### Work required:
Up to and including the line that contains "pub fn $name(self, profile: Vec<$inner_type>)", reproduce every line exactly, beginning with the first line below.

### Supplied material:
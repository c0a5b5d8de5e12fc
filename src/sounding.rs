//! Data type and methods to store a model sounding.

use crate::error::{Result, SoundingError};
use chrono::NaiveDateTime;
use metfor::{Celsius, HectoPascal, Knots, Meters, WindSpdDir};

pub use self::{data_row::DataRow, grid_location::GridLocation};

/// All the variables written to a SHARPpy sounding.
///
/// The profiles are stored in parallel vectors ordered from the lowest model level up. Element
/// `i` of every profile describes the same level, see [`Sounding::validate`].
#[derive(Clone, Debug, Default, PartialEq)]
pub struct Sounding {
    // Description of the source of the sounding.
    source: Option<String>,

    // Where in the model grid the sounding was taken.
    location: GridLocation,

    // Valid time of sounding
    valid_time: Option<NaiveDateTime>,

    // Profiles
    pressure: Vec<HectoPascal>,
    height: Vec<Meters>,
    temperature: Vec<Celsius>,
    dew_point: Vec<Celsius>,
    wind: Vec<WindSpdDir<Knots>>,
}

macro_rules! make_profile_setter {
    ($(#[$attr:meta])* => $name:tt, $inner_type:ty, $p_var:ident) => {
        $(#[$attr])*
        pub fn $name(self, profile: Vec<$inner_type>) -> Self {
            Self {$p_var: profile, ..self}
        }
    };
}

impl Sounding {
    /// Create a new sounding with default values. This is a proxy for default with a clearer name.
    ///
    /// # Examples
    ///
    /// ```rust
    /// use cm1_sounding::Sounding;
    ///
    /// let snd = Sounding::new();
    /// assert_eq!(snd.num_levels(), 0);
    /// ```
    #[inline]
    pub fn new() -> Self {
        Sounding::default()
    }

    /// Add a source description to this sounding.
    #[inline]
    pub fn with_source_description<S>(mut self, desc: S) -> Self
    where
        Option<String>: From<S>,
    {
        self.source = Option::from(desc);
        self
    }

    /// Retrieve a source description for this sounding.
    #[inline]
    pub fn source_description(&self) -> Option<&str> {
        self.source.as_deref()
    }

    /// Builder function for setting the grid location.
    #[inline]
    pub fn with_location(mut self, location: GridLocation) -> Self {
        self.location = location;
        self
    }

    /// Get the grid location.
    #[inline]
    pub fn location(&self) -> &GridLocation {
        &self.location
    }

    /// Builder method for the valid time.
    ///
    /// # Examples
    ///
    /// ```rust
    /// use cm1_sounding::Sounding;
    /// use chrono::NaiveDate;
    ///
    /// let vt = NaiveDate::from_ymd_opt(2011, 5, 24)
    ///     .and_then(|d| d.and_hms_opt(20, 30, 0))
    ///     .unwrap();
    /// let snd = Sounding::new().with_valid_time(vt);
    /// assert_eq!(snd.valid_time(), Some(vt));
    ///
    /// let snd = snd.with_valid_time(None);
    /// assert!(snd.valid_time().is_none());
    /// ```
    #[inline]
    pub fn with_valid_time<T>(mut self, valid_time: T) -> Self
    where
        Option<NaiveDateTime>: From<T>,
    {
        self.valid_time = Option::from(valid_time);
        self
    }

    /// Get the valid time, if known.
    #[inline]
    pub fn valid_time(&self) -> Option<NaiveDateTime> {
        self.valid_time
    }

    make_profile_setter!(
        /// Builder method for the pressure profile.
        ///
        /// # Examples
        /// ```rust
        /// use cm1_sounding::Sounding;
        /// use metfor::HectoPascal;
        ///
        /// let data = vec![1000.0, 925.0, 850.0, 700.0, 500.0, 300.0];
        /// let pressure_data: Vec<HectoPascal> = data.into_iter().map(HectoPascal).collect();
        ///
        /// let snd = Sounding::new().with_pressure_profile(pressure_data);
        /// assert_eq!(snd.num_levels(), 6);
        /// ```
        #[inline]
        => with_pressure_profile, HectoPascal, pressure
    );

    /// Get the pressure profile.
    #[inline]
    pub fn pressure_profile(&self) -> &[HectoPascal] {
        &self.pressure
    }

    make_profile_setter!(
        /// Builder method for the height profile.
        ///
        /// See `with_pressure_profile` for an example of usage, keeping in mind the units type may
        /// be different.
        #[inline]
        => with_height_profile, Meters, height
    );

    /// Get the height profile.
    #[inline]
    pub fn height_profile(&self) -> &[Meters] {
        &self.height
    }

    make_profile_setter!(
        /// Builder method for the temperature profile.
        ///
        /// See `with_pressure_profile` for an example of usage, keeping in mind the units type may
        /// be different.
        #[inline]
        => with_temperature_profile, Celsius, temperature
    );

    /// Get the temperature profile.
    #[inline]
    pub fn temperature_profile(&self) -> &[Celsius] {
        &self.temperature
    }

    make_profile_setter!(
        /// Builder method for the dew point profile.
        ///
        /// See `with_pressure_profile` for an example of usage, keeping in mind the units type may
        /// be different.
        #[inline]
        => with_dew_point_profile, Celsius, dew_point
    );

    /// Get the dew point profile.
    #[inline]
    pub fn dew_point_profile(&self) -> &[Celsius] {
        &self.dew_point
    }

    make_profile_setter!(
        /// Builder method for the wind profile.
        ///
        /// # Examples
        /// ```rust
        /// use cm1_sounding::Sounding;
        /// use metfor::{Knots, WindSpdDir};
        ///
        /// let wind = vec![
        ///     WindSpdDir{speed: Knots(10.0), direction: 270.0},
        ///     WindSpdDir{speed: Knots(25.0), direction: 280.0},
        /// ];
        /// let _snd = Sounding::new().with_wind_profile(wind);
        /// ```
        #[inline]
        => with_wind_profile, WindSpdDir<Knots>, wind
    );

    /// Get the wind profile.
    #[inline]
    pub fn wind_profile(&self) -> &[WindSpdDir<Knots>] {
        &self.wind
    }

    /// The number of vertical levels, taken from the pressure profile.
    #[inline]
    pub fn num_levels(&self) -> usize {
        self.pressure.len()
    }

    /// Check that every profile has one value per level.
    ///
    /// # Examples
    ///
    /// ```rust
    /// use cm1_sounding::Sounding;
    /// use metfor::{HectoPascal, Meters};
    ///
    /// let snd = Sounding::new()
    ///     .with_pressure_profile(vec![HectoPascal(1000.0), HectoPascal(900.0)])
    ///     .with_height_profile(vec![Meters(0.0)]);
    ///
    /// assert!(snd.validate().is_err());
    /// ```
    pub fn validate(&self) -> Result<()> {
        let expected = self.pressure.len();
        let lens = [
            ("height", self.height.len()),
            ("temperature", self.temperature.len()),
            ("dew point", self.dew_point.len()),
            ("wind", self.wind.len()),
        ];

        for &(name, found) in lens.iter() {
            if found != expected {
                return Err(SoundingError::MismatchedProfiles {
                    name,
                    expected,
                    found,
                });
            }
        }

        Ok(())
    }

    /// Get a row of data values from this sounding, `None` if `idx` is past the top or any
    /// profile is too short.
    #[inline]
    pub fn data_row(&self, idx: usize) -> Option<DataRow> {
        Some(DataRow {
            pressure: *self.pressure.get(idx)?,
            height: *self.height.get(idx)?,
            temperature: *self.temperature.get(idx)?,
            dew_point: *self.dew_point.get(idx)?,
            wind: *self.wind.get(idx)?,
        })
    }

    /// Get a bottom up iterator over the data rows.
    ///
    /// # Examples
    ///
    /// ```rust
    /// use cm1_sounding::Sounding;
    /// use metfor::{Celsius, HectoPascal, Knots, Meters, WindSpdDir};
    ///
    /// let calm = WindSpdDir{speed: Knots(0.0), direction: 0.0};
    /// let snd = Sounding::new()
    ///     .with_pressure_profile(vec![HectoPascal(1000.0), HectoPascal(900.0)])
    ///     .with_height_profile(vec![Meters(0.0), Meters(1000.0)])
    ///     .with_temperature_profile(vec![Celsius(20.0), Celsius(14.0)])
    ///     .with_dew_point_profile(vec![Celsius(15.0), Celsius(10.0)])
    ///     .with_wind_profile(vec![calm, calm]);
    ///
    /// let mut iter = snd.bottom_up();
    /// assert_eq!(iter.next().unwrap().pressure, HectoPascal(1000.0));
    /// assert_eq!(iter.next().unwrap().height, Meters(1000.0));
    /// assert!(iter.next().is_none());
    /// ```
    #[inline]
    pub fn bottom_up<'a>(&'a self) -> impl Iterator<Item = DataRow> + 'a {
        (0..self.num_levels()).map_while(move |idx| self.data_row(idx))
    }
}


#[cfg(test)]
mod test {
    use super::*;

    #[test]
    fn test_profile() {
        let snd = doctest::make_test_sounding();

        assert!(snd.validate().is_ok());
        assert_eq!(snd.num_levels(), 3);
        assert_eq!(snd.bottom_up().count(), 3);

        let row = snd.data_row(2).unwrap();
        assert_eq!(row.pressure, HectoPascal(800.0));
        assert_eq!(row.height, Meters(2000.0));
        assert!(snd.data_row(3).is_none());
    }

    #[test]
    fn test_validate_reports_short_profile() {
        let snd = doctest::make_test_sounding()
            .with_dew_point_profile(vec![Celsius(0.0), Celsius(0.0)]);

        match snd.validate() {
            Err(SoundingError::MismatchedProfiles {
                name,
                expected,
                found,
            }) => {
                assert_eq!(name, "dew point");
                assert_eq!(expected, 3);
                assert_eq!(found, 2);
            }
            other => panic!("expected MismatchedProfiles, got {:?}", other),
        }

        // Iteration stops at the shortest profile.
        assert_eq!(snd.bottom_up().count(), 2);
    }

    #[test]
    fn test_source_description() {
        let snd = Sounding::new().with_source_description("CM1 run 4".to_owned());
        assert_eq!(snd.source_description(), Some("CM1 run 4"));

        let snd = snd.with_source_description(None);
        assert!(snd.source_description().is_none());
    }
}

mod data_row;
mod grid_location;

### Answer to this task:
repository c0a5b5d8de5e12fc
filename src/sounding.rs
//! Data type and methods to store a model sounding.

use crate::error::{Result, SoundingError};
use chrono::NaiveDateTime;
use metfor::{Celsius, HectoPascal, Knots, Meters, WindSpdDir};

pub use self::{data_row::DataRow, grid_location::GridLocation};

/// All the variables written to a SHARPpy sounding.
///
/// The profiles are stored in parallel vectors ordered from the lowest model level up. Element
/// `i` of every profile describes the same level, see [`Sounding::validate`].
#[derive(Clone, Debug, Default, PartialEq)]
pub struct Sounding {
    // Description of the source of the sounding.
    source: Option<String>,

    // Where in the model grid the sounding was taken.
    location: GridLocation,

    // Valid time of sounding
    valid_time: Option<NaiveDateTime>,

    // Profiles
    pressure: Vec<HectoPascal>,
    height: Vec<Meters>,
    temperature: Vec<Celsius>,
    dew_point: Vec<Celsius>,
    wind: Vec<WindSpdDir<Knots>>,
}

macro_rules! make_profile_setter {
    ($(#[$attr:meta])* => $name:tt, $inner_type:ty, $p_var:ident) => {
        $(#[$attr])*
        pub fn $name(self, profile: Vec<$inner_type>) -> Self {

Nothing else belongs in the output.